▶ [The problem]: Find every line in the records that holds the string "crate". Copy each one.

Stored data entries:
● ● ● ● ● ● ●
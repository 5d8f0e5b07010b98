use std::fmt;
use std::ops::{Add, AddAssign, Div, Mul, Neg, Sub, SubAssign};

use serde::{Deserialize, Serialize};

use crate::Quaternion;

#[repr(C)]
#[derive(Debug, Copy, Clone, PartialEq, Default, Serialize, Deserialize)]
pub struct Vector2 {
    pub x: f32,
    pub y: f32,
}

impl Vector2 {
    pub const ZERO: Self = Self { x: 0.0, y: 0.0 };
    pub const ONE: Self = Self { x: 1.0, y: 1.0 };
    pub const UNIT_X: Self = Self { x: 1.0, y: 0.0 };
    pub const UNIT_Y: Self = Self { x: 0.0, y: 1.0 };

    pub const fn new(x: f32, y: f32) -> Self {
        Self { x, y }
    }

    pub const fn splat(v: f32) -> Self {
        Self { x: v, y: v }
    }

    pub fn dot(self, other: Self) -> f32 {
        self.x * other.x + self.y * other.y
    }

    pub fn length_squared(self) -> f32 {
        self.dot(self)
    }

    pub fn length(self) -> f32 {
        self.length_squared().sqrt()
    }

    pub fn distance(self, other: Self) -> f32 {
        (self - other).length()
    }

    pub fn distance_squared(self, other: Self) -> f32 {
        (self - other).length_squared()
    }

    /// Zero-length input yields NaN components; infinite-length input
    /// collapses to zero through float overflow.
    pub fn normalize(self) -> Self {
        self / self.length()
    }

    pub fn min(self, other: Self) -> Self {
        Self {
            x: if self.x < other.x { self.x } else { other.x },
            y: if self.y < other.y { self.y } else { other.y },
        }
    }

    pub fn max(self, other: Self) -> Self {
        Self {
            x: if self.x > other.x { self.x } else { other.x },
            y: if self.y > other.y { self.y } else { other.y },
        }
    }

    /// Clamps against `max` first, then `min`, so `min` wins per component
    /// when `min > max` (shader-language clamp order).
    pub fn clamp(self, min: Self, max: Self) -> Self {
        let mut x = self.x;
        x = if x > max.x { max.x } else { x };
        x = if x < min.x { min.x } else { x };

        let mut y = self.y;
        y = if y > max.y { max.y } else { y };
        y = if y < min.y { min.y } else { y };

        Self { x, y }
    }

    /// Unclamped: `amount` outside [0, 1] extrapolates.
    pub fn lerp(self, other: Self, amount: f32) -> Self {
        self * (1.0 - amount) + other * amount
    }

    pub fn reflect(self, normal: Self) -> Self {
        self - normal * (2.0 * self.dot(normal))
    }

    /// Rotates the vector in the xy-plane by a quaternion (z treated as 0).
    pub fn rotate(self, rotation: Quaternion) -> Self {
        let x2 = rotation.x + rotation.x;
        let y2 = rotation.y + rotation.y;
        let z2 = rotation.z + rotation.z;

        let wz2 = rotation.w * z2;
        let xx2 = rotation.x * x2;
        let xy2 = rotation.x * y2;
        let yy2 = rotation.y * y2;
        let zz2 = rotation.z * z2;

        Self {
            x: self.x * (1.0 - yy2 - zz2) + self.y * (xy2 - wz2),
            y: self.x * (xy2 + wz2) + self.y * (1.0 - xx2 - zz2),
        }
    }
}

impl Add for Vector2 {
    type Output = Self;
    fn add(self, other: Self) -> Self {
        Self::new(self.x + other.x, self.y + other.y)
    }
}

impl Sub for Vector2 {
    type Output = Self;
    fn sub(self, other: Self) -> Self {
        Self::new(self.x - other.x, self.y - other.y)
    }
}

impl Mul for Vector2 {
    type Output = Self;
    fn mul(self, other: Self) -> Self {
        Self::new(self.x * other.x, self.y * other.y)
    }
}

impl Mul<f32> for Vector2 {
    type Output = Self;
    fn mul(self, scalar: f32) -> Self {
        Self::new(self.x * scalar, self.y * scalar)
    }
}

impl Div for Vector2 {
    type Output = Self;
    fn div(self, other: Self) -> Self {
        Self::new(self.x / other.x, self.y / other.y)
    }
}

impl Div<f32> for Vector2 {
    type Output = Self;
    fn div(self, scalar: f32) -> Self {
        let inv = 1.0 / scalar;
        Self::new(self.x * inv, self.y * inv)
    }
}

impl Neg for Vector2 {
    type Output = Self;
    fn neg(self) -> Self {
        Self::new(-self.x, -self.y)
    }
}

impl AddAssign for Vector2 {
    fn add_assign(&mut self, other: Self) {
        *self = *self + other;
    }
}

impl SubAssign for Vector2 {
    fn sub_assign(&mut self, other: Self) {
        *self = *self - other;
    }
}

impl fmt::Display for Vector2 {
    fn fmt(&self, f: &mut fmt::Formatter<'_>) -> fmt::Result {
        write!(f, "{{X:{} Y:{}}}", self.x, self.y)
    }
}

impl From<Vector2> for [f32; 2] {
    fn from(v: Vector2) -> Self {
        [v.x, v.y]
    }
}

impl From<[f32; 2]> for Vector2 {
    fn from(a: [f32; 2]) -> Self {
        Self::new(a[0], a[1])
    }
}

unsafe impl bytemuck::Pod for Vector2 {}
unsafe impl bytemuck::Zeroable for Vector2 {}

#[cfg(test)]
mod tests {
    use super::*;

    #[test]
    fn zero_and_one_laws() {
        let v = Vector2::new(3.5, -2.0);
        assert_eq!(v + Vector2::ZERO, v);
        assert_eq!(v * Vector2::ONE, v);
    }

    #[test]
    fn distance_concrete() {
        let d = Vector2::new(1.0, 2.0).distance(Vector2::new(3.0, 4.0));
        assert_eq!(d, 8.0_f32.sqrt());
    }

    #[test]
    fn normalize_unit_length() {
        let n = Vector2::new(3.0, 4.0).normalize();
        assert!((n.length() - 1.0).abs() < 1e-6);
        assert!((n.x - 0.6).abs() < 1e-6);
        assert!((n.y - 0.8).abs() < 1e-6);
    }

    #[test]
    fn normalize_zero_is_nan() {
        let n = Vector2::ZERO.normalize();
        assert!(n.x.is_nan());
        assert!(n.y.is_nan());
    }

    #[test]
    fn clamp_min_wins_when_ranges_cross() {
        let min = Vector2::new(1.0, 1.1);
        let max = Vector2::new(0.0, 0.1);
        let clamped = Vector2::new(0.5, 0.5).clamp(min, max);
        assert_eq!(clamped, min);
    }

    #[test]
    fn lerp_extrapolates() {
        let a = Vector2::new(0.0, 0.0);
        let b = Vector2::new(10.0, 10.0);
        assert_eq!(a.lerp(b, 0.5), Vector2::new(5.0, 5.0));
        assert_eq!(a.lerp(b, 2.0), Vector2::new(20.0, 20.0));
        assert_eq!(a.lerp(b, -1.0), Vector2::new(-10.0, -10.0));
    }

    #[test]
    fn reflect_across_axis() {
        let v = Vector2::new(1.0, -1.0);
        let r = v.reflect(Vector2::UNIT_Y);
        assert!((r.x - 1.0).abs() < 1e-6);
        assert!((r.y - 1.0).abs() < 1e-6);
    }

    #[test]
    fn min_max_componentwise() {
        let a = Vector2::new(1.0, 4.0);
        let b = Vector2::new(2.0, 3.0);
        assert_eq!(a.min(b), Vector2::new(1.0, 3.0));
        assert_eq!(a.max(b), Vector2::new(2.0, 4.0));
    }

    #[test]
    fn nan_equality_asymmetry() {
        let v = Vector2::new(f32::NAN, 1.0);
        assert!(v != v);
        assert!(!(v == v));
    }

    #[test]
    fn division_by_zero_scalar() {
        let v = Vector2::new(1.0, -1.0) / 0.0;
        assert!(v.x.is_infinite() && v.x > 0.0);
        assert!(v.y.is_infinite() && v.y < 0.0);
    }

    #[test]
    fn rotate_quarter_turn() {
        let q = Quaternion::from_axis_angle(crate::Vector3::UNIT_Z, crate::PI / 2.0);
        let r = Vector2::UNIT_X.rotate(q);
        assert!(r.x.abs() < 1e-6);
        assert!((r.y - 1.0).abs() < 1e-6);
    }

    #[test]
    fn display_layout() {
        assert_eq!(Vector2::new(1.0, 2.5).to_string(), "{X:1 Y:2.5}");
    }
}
● ● ● ● ● ● ●
▶ [Reply]:
use crate::Quaternion;
        let q = Quaternion::from_axis_angle(crate::Vector3::UNIT_Z, crate::PI / 2.0);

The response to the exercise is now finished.